Emmanuel Tourpe : «La RTBF n’est pas un ministère de la télévision où tout est planifié !»

Emmanuel Tourpe : «La RTBF n’est pas un ministère de la télévision où tout est planifié !»
Julien Vandevenne
Julien Vandevenne Rédacteur en chef adjoint

Depuis la rentrée, la grille des programmes de La Deux est sans cesse modifiée. De quoi faire tourner en bourrique les téléspectateurs…

En juin dernier, la RTBF annonçait un grand changement dans la ligne éditoriale de La Deux. La chaîne allait cibler un peu plus le public féminin, avec en même temps un petit rajeunissement de l’audience grâce à des programmes plus «lifestyle» et sociétaux.

En septembre, ce sont les soirées et les après-midis qui ont été réformées. Avec beaucoup de nuances dans le résultat.

«La Deux est en chantier depuis 8 ans !»

«Cette chaîne ne cesse pas d’être en chantier depuis 8 ans ! Ce qui est grand prend du temps et de la patience…», sourit Emmanuel Tourpe, directeur de la programmation à la RTBF. «Ce qu’on a essayé de faire depuis un an, c’est de préciser les positionnements».

Le but est d’éviter au maximum des émissions qui aillent d’une chaîne à l’autre, comme c’était le cas auparavant, sur la RTBF. «Depuis 2006, il y a eu des développements en masse pour donner une identité propre à La Deux.
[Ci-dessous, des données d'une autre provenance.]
use anyhow::Result;
use awslite_core::{Context, Credential};
use awslite_http_send_reqwest::ReqwestHttpSend;
use awslite_sqs::{DeleteMessageParams, ReceiveMessageParams, SendMessageParams, SqsClient};

#[tokio::main]
async fn main() -> Result<()> {
    env_logger::init();

    let endpoint = std::env::var("AWSLITE_SQS_ENDPOINT")
        .unwrap_or_else(|_| "https://sqs.us-east-1.amazonaws.com".to_string());
    let region = std::env::var("AWSLITE_REGION").unwrap_or_else(|_| "us-east-1".to_string());
    let queue_url = std::env::var("AWSLITE_SQS_QUEUE_URL")?;

    let mut credential = Credential::new(
        &std::env::var("AWS_ACCESS_KEY_ID")?,
        &std::env::var("AWS_SECRET_ACCESS_KEY")?,
    );
    if let Ok(token) = std::env::var("AWS_SESSION_TOKEN") {
        credential = credential.with_session_token(&token);
    }

    let ctx = Context::new().with_http_send(ReqwestHttpSend::default());
    let client = SqsClient::new(ctx, &endpoint, &region, credential)?;

    let sent = client
        .send_message(SendMessageParams {
            message_body: "Hello, SQS!".to_string(),
            queue_url: queue_url.clone(),
            ..Default::default()
        })
        .await?;
    println!("Sent message {}", sent.message_id);

    let received = client
        .receive_message(ReceiveMessageParams {
            queue_url: queue_url.clone(),
            max_number_of_messages: Some(1),
            ..Default::default()
        })
        .await?;
    for message in &received.messages {
        println!("Received: {}", message.body);
        client
            .delete_message(DeleteMessageParams {
                queue_url: queue_url.clone(),
                receipt_handle: message.receipt_handle.clone(),
            })
            .await?;
        println!("Deleted {}", message.message_id);
    }

    Ok(())
}
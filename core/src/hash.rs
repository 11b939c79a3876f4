//! Hash related utils.

use hmac::Hmac;
use hmac::Mac;
use sha2::Digest;
use sha2::Sha256;

/// Hex encoded SHA256 hash.
///
/// Use this function instead of `hex::encode(sha256(content))` can reduce
/// extra copy.
pub fn hex_sha256(content: &[u8]) -> String {
    hex::encode(Sha256::digest(content).as_slice())
}

/// HMAC with SHA256 hash.
pub fn hmac_sha256(key: &[u8], content: &[u8]) -> Vec<u8> {
    // SAFETY: HMAC's new_from_slice always returns Ok - it handles any key length
    let mut h = Hmac::<Sha256>::new_from_slice(key).unwrap();
    h.update(content);

    h.finalize().into_bytes().to_vec()
}

/// Hex encoded HMAC with SHA256 hash.
///
/// Use this function instead of `hex::encode(hmac_sha256(key, content))` can
/// reduce extra copy.
pub fn hex_hmac_sha256(key: &[u8], content: &[u8]) -> String {
    // SAFETY: HMAC's new_from_slice always returns Ok - it handles any key length
    let mut h = Hmac::<Sha256>::new_from_slice(key).unwrap();
    h.update(content);

    hex::encode(h.finalize().into_bytes())
}
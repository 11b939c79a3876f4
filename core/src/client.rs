use bytes::Bytes;
use http::{header, HeaderMap, HeaderValue, Method};
use log::debug;
use serde::Deserialize;

use crate::constants::{X_AMZ_CONTENT_SHA_256, X_AMZ_DATE, X_AMZ_SECURITY_TOKEN};
use crate::endpoint::EndpointBuilder;
use crate::hash::hex_sha256;
use crate::sign::RequestSigner;
use crate::time::{format_iso8601, now, DateTime};
use crate::{Context, Credential, Error, Result, SigningRequest};

/// Assembles, signs and dispatches requests for one AWS service.
///
/// The client owns the endpoint, the credential and the signer; service
/// adapters only decide method, path and body. Cheap to clone, safe to share
/// across tasks: signing keeps no cross-call state.
#[derive(Debug, Clone)]
pub struct Client {
    ctx: Context,
    endpoint: EndpointBuilder,
    signer: RequestSigner,
    credential: Credential,
    user_agent: String,

    time: Option<DateTime>,
}

impl Client {
    /// Create a new client.
    ///
    /// Fails with `EndpointInvalid` when `endpoint` is not an absolute URL,
    /// and with `ConfigInvalid` when region, service or the credential key
    /// pair are missing. Signing itself has no fallible branch, so all input
    /// validation happens here.
    pub fn new(
        ctx: Context,
        endpoint: &str,
        region: &str,
        service: &str,
        credential: Credential,
        user_agent: &str,
    ) -> Result<Self> {
        if region.is_empty() || service.is_empty() {
            return Err(Error::config_invalid("region and service must be set"));
        }
        if !credential.is_valid() {
            return Err(Error::config_invalid(
                "access key id and secret access key must be set",
            ));
        }

        Ok(Self {
            ctx,
            endpoint: EndpointBuilder::new(endpoint)?,
            signer: RequestSigner::new(service, region),
            credential,
            user_agent: user_agent.to_string(),
            time: None,
        })
    }

    /// Pin the signing time.
    ///
    /// # Note
    ///
    /// We should always take current time to sign requests.
    /// Only use this function for testing.
    pub fn with_time(mut self, time: DateTime) -> Self {
        self.time = Some(time);
        self
    }

    /// Build a fully headered, signed request without sending it.
    ///
    /// Attaches `host`, `content-length`, `x-amz-content-sha256` (the body
    /// hash, empty bodies included), `x-amz-date`, `x-amz-security-token`
    /// (whenever a session token is configured) and the service user agent,
    /// then signs and attaches `authorization` last.
    pub fn build_request(
        &self,
        method: Method,
        subdomain: &str,
        path: &str,
        headers: HeaderMap,
        body: Bytes,
    ) -> Result<http::Request<Bytes>> {
        let url = self.endpoint.build(subdomain, path);
        let now = self.time.unwrap_or_else(now);
        let payload_hash = hex_sha256(&body);

        let req = http::Request::builder()
            .method(method)
            .uri(url.as_str())
            .body(body)?;
        let (mut parts, body) = req.into_parts();
        parts.headers = headers;

        let mut signed_req = SigningRequest::build(&mut parts)?;
        for (_, value) in signed_req.headers.iter_mut() {
            SigningRequest::header_value_normalize(value);
        }

        signed_req
            .headers
            .insert(header::HOST, signed_req.authority.as_str().parse()?);
        signed_req
            .headers
            .insert(header::CONTENT_LENGTH, HeaderValue::from(body.len()));
        signed_req
            .headers
            .insert(X_AMZ_CONTENT_SHA_256, payload_hash.parse()?);
        signed_req
            .headers
            .insert(X_AMZ_DATE, format_iso8601(now).parse()?);
        if let Some(token) = &self.credential.session_token {
            let mut value: HeaderValue = token.parse()?;
            // Set token value sensitive to avoid leaking.
            value.set_sensitive(true);
            signed_req.headers.insert(X_AMZ_SECURITY_TOKEN, value);
        }
        if !signed_req.headers.contains_key(header::USER_AGENT) {
            signed_req
                .headers
                .insert(header::USER_AGENT, self.user_agent.parse()?);
        }

        let authorization =
            self.signer
                .sign(&signed_req, &self.credential, &payload_hash, now)?;
        let mut authorization: HeaderValue = authorization.parse()?;
        authorization.set_sensitive(true);
        signed_req
            .headers
            .insert(header::AUTHORIZATION, authorization);

        signed_req.apply(&mut parts)?;
        Ok(http::Request::from_parts(parts, body))
    }

    /// Build, sign and send a request.
    ///
    /// Non-2xx responses are decoded into the service error shape and
    /// returned as errors; the response is never retried here.
    pub async fn send(
        &self,
        method: Method,
        subdomain: &str,
        path: &str,
        headers: HeaderMap,
        body: Bytes,
    ) -> Result<http::Response<Bytes>> {
        let req = self.build_request(method, subdomain, path, headers, body)?;
        debug!("sending {} {}", req.method(), req.uri());

        let resp = self.ctx.http_send(req).await?;
        debug!("response status: {}", resp.status());

        if !resp.status().is_success() {
            return Err(decode_error_response(&resp));
        }
        Ok(resp)
    }
}

/// Structured error body AWS services return on rejected requests.
///
/// - [REST error responses](https://docs.aws.amazon.com/AmazonS3/latest/API/ErrorResponses.html)
#[derive(Debug, Clone, Default, Deserialize, PartialEq, Eq)]
#[serde(default, rename_all = "PascalCase")]
pub struct ErrorResponse {
    /// Service error code, e.g. `NoSuchBucket`.
    pub code: String,
    /// Human readable description.
    pub message: String,
    /// The resource the request addressed.
    pub resource: String,
    /// Request id for support correlation.
    pub request_id: String,
}

fn decode_error_response(resp: &http::Response<Bytes>) -> Error {
    let body = String::from_utf8_lossy(resp.body());
    match quick_xml::de::from_str::<ErrorResponse>(&body) {
        Ok(decoded) => Error::service(format!(
            "{}: {} (resource: {}, request id: {})",
            decoded.code, decoded.message, decoded.resource, decoded.request_id
        )),
        Err(e) => Error::unexpected(format!(
            "service returned {} with undecodable body",
            resp.status()
        ))
        .with_source(e),
    }
}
Comme « Un gars, un chef », qui est un carton, « 69 minutes sans chichis » qui explose tous les scores moyens de la chaîne, toutes les deux semaines. « Tout ça » qui a aussi trouvé sa place sur la chaîne. On a créé une case série le dimanche soir qui marche très bien, entre 6 à 8 % de parts de marché. Ce qui est plus que la moyenne de La Deux. La case du mercredi soir, avec un film d’action, marche bien malgré la concurrence forte, face parfois à du foot».

«La Deux ne fait pas du NRJ12 !»

Des réussites, mais aussi des échecs. «Il y a deux cases dans lesquelles nous sommes moins performants : le mardi soir et le vendredi soir», précise le directeur de la programmation. «Mais je réfute l’affirmation qui dit que le documentaire sociétal du mardi ne marche pas. Cette case a cartonné tout l’été jusque fin septembre. Depuis, elle a souffert de la concurrence de « L’Amour est dans le pré ». Cette case a largement augmenté sa part de marché».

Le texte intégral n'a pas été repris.